I appreciate your response, David, and you're right that drinking is in no way equal to abortion. Perhaps it's a mistake my trying to use that to back my point. But the point I meant to make, however unsuccessful I might have been, is that a law banning abortion at this point in time will not stop it from taking place. Did any of us ever know of people on one side of a hotly debated issue (each side of which felt equally passionate about being right) that when a law was passed against their side, simply acquiesced and complied with it rather than bowing their back all the more and resisting it?
And what about all the new crime that will result in the event of an overturn of Roe v. Wade? I'm sure some feel, perhaps rightly, that changing the law will save at least some unborn babies. But what about the trade-off, that of women's lives as well as their fetuses' lives being lost through botched abortions in the criminal world, just as in the pre-Roe v. Wade days? Going back to the prohibition issue, yes, drinking is not necessarily an evil thing, and no one ever went blind from drinking before prohibition. During prohibition people indeed went blind because of organized crime secretly using turpentine in the bootlegged booze due to its being cheaper to acquire.
I have to say it again: I feel the same toward the act of abortion as all of you. However, we will not root out the evil by changing the law. WE MUST CHANGE PEOPLE'S HEARTS.
And I have to make one last point, and here is where I feel I'll part company with many conservatives and certainly many of my fellows in the Christian community: In the case of a child that is to be born into a deplorable environment of crime, poverty, probable sexual abuse, and perhaps eventually street gang warfare once reaching the "proper" age, I have to say that I'd rather see such a child, provided we're talking about nothing more than a newly fertilized embryo and not a third trimester situation, sent back into the hands of God – at whoever's hand – rather than born into that situation where they were never wanted in the first place. Clinics are currently providing this option to women in that situation. Could I ever be a party to such a thing, personally? Admittedly, no. But then I was born into a relatively "cushy" world and have always had a very blessed life.
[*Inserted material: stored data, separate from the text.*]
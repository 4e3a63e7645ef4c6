//! Request-scoped batched relation loading
//!
//! Relation resolvers never query the store directly. They register the key
//! they need with the request's [RelationLoader] and await the answer. Keys for
//! the same relation edge (and the same relation arguments) accumulate into one
//! pending batch.
//!
//! # Batch window
//!
//! [run_batched] drives a request's resolution future. Every time that future
//! can make no further progress on its own, all pending batches are flushed:
//! each becomes exactly one query (`... WHERE fk IN (keys)`), whose rows are
//! partitioned back to the waiting resolvers by key. Sibling resolvers at the
//! same level of the response therefore share a single query per edge.
//!
//! Results (including failures) are cached per `(edge, key)` for the lifetime of
//! the loader, which is one request. A failed batch is delivered to every
//! waiter of that batch only.

use std::collections::{BTreeMap, HashMap};
use std::future::Future;
use std::sync::Arc;
use std::task::Poll;

use parking_lot::Mutex;
use tokio::sync::oneshot;
use tracing::debug;

use super::errors::DataStoreError;
use super::filters::FilterNode;
use super::orm::{EntityQuery, EntityRow, EntityTypeDescriptor, OrderSpec, SqlStatement, Window};
use crate::db::Snapshot;

/// Outcome delivered to each waiter.
pub type Loaded = Result<Arc<Vec<EntityRow>>, DataStoreError>;

/// One relation edge with one argument set.
#[derive(Debug, Clone, PartialEq, Eq, Hash, PartialOrd, Ord)]
pub struct EdgeKey {
    pub entity: String,
    pub relation: String,
    /// Fingerprint of the relation's arguments; empty when it takes none
    pub arguments: String,
}

impl EdgeKey {
    pub fn new(entity: &str, relation: &str) -> Self {
        Self {
            entity: entity.to_string(),
            relation: relation.to_string(),
            arguments: String::new(),
        }
    }

    pub fn with_arguments(mut self, arguments: String) -> Self {
        self.arguments = arguments;
        self
    }
}

/// How keys select target rows.
#[derive(Debug, Clone, PartialEq, Eq)]
pub enum Lookup {
    /// Keys are target primary keys.
    ById,
    /// Keys are values of a target column, windowed per key.
    ByColumn(String),
}

/// Everything needed to turn a set of keys into one statement.
#[derive(Debug, Clone)]
pub struct BatchPlan {
    pub target: Arc<EntityTypeDescriptor>,
    pub lookup: Lookup,
    pub filter: FilterNode,
    pub order: OrderSpec,
    pub window: Option<Window>,
}

impl BatchPlan {
    /// Point lookups of `target` by primary key.
    pub fn by_id(target: Arc<EntityTypeDescriptor>) -> Self {
        let order = OrderSpec::by_id(&target);
        Self {
            target,
            lookup: Lookup::ById,
            filter: FilterNode::always(),
            order,
            window: None,
        }
    }

    /// Column rows are partitioned on.
    fn partition_column(&self) -> &str {
        match &self.lookup {
            Lookup::ById => self.target.id_column(),
            Lookup::ByColumn(column) => column,
        }
    }

    pub fn statement(&self, keys: &[String]) -> SqlStatement {
        let query = EntityQuery::new(&self.target)
            .filter(self.filter.clone())
            .order_by(self.order.clone());
        match &self.lookup {
            Lookup::ById => query.where_in(self.target.id_column(), keys).build(),
            Lookup::ByColumn(column) => match self.window {
                Some(window) => query.window(window).build_partitioned(column, keys),
                None => query.build_partitioned(column, keys),
            },
        }
    }
}

struct PendingBatch {
    plan: BatchPlan,
    waiters: HashMap<String, Vec<oneshot::Sender<Loaded>>>,
}

#[derive(Default)]
struct LoaderState {
    cache: HashMap<(EdgeKey, String), Loaded>,
    pending: BTreeMap<EdgeKey, PendingBatch>,
    in_flight: HashMap<(EdgeKey, String), Vec<oneshot::Sender<Loaded>>>,
}

/// Batches relation fetches for one request. Never shared across requests.
pub struct RelationLoader {
    snapshot: Arc<dyn Snapshot>,
    state: Mutex<LoaderState>,
}

impl RelationLoader {
    pub fn new(snapshot: Arc<dyn Snapshot>) -> Arc<Self> {
        Arc::new(Self {
            snapshot,
            state: Mutex::new(LoaderState::default()),
        })
    }

    /// Rows of `edge` for `key`.
    ///
    /// `plan` is only invoked when this call opens a new batch for the edge.
    pub async fn load(&self, edge: &EdgeKey, key: &str, plan: impl FnOnce() -> BatchPlan) -> Loaded {
        let receiver = {
            let mut state = self.state.lock();
            let cache_key = (edge.clone(), key.to_string());
            if let Some(hit) = state.cache.get(&cache_key) {
                return hit.clone();
            }

            let (sender, receiver) = oneshot::channel();
            if let Some(waiters) = state.in_flight.get_mut(&cache_key) {
                waiters.push(sender);
            } else {
                state
                    .pending
                    .entry(edge.clone())
                    .or_insert_with(|| PendingBatch {
                        plan: plan(),
                        waiters: HashMap::new(),
                    })
                    .waiters
                    .entry(cache_key.1)
                    .or_default()
                    .push(sender);
            }
            receiver
        };

        receiver
            .await
            .unwrap_or_else(|_| Err(DataStoreError::Interrupted))
    }

    /// Issue one query per pending batch. Returns the number of batches issued.
    pub fn flush(self: &Arc<Self>) -> usize {
        let batches: Vec<(EdgeKey, BatchPlan, Vec<String>)> = {
            let mut state = self.state.lock();
            let pending = std::mem::take(&mut state.pending);
            pending
                .into_iter()
                .map(|(edge, batch)| {
                    let mut keys: Vec<String> = batch.waiters.keys().cloned().collect();
                    keys.sort();
                    for (key, senders) in batch.waiters {
                        state.in_flight.insert((edge.clone(), key), senders);
                    }
                    (edge, batch.plan, keys)
                })
                .collect()
        };

        let issued = batches.len();
        for (edge, plan, keys) in batches {
            debug!(
                entity = %edge.entity,
                relation = %edge.relation,
                keys = keys.len(),
                "Flushing relation batch"
            );
            let loader = Arc::clone(self);
            tokio::spawn(async move {
                let statement = plan.statement(&keys);
                let result = loader.snapshot.fetch(&statement).await;
                loader.complete(&edge, &plan, keys, result);
            });
        }
        issued
    }

    fn complete(
        &self,
        edge: &EdgeKey,
        plan: &BatchPlan,
        keys: Vec<String>,
        result: Result<Vec<EntityRow>, DataStoreError>,
    ) {
        let column = plan.partition_column();
        let grouped = result.map(|rows| {
            let mut grouped: HashMap<String, Vec<EntityRow>> = HashMap::new();
            for row in rows {
                let Some(key) = row.text(column).map(str::to_string) else {
                    continue;
                };
                grouped.entry(key).or_default().push(row);
            }
            grouped
        });

        if let Err(error) = &grouped {
            debug!(
                entity = %edge.entity,
                relation = %edge.relation,
                error = %error,
                "Relation batch failed"
            );
        }

        let mut state = self.state.lock();
        let mut grouped = grouped;
        for key in keys {
            let loaded = match &mut grouped {
                Ok(groups) => Ok(Arc::new(groups.remove(&key).unwrap_or_default())),
                Err(error) => Err(error.clone()),
            };
            let cache_key = (edge.clone(), key);
            for sender in state.in_flight.remove(&cache_key).unwrap_or_default() {
                // receiver gone means the resolver was dropped
                let _ = sender.send(loaded.clone());
            }
            state.cache.insert(cache_key, loaded);
        }
    }
}

/// Drive `future`, flushing the loader whenever it stalls.
pub async fn run_batched<F: Future>(loader: &Arc<RelationLoader>, future: F) -> F::Output {
    let mut future = std::pin::pin!(future);
    futures::future::poll_fn(|cx| match future.as_mut().poll(cx) {
        Poll::Ready(output) => Poll::Ready(output),
        Poll::Pending => {
            loader.flush();
            Poll::Pending
        }
    })
    .await
}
P.S. My thanks to Mr. Zeigler for the very kind email he sent to me.
[...] The following article by Hans Zieger appears to have catalyzed some good discussion on the subject of abortion: "Roe Babies and Reagan Babies". [...]
Maybe the reason that the younger generation is more inclined to think abortion is wrong, is because the people were actually born. The mostly liberal people had the abortions. Conervatives tend to have their children and raise them in a conservative environment. I know this is a generalization, but for the most part, I think that this is true.
Quayle, generalisations like yours are why Fox News is so popular. Right-wing propaganda trying to bury anything that is slightly left of center on the ideological scale. It's sad, but true.
Nice ad hominem Tyso. Thank you for giving us an example of the debate tactics utilized by the left…much appreciated. How, exactly, is Fox News “burying” the left wing point of view? Establishing a relatively conservative news outlet, and I say “relatively” because Fox is conservative relative to the dozens of other cable news providers, does not indicate a propagandizing attack on left wing ideology.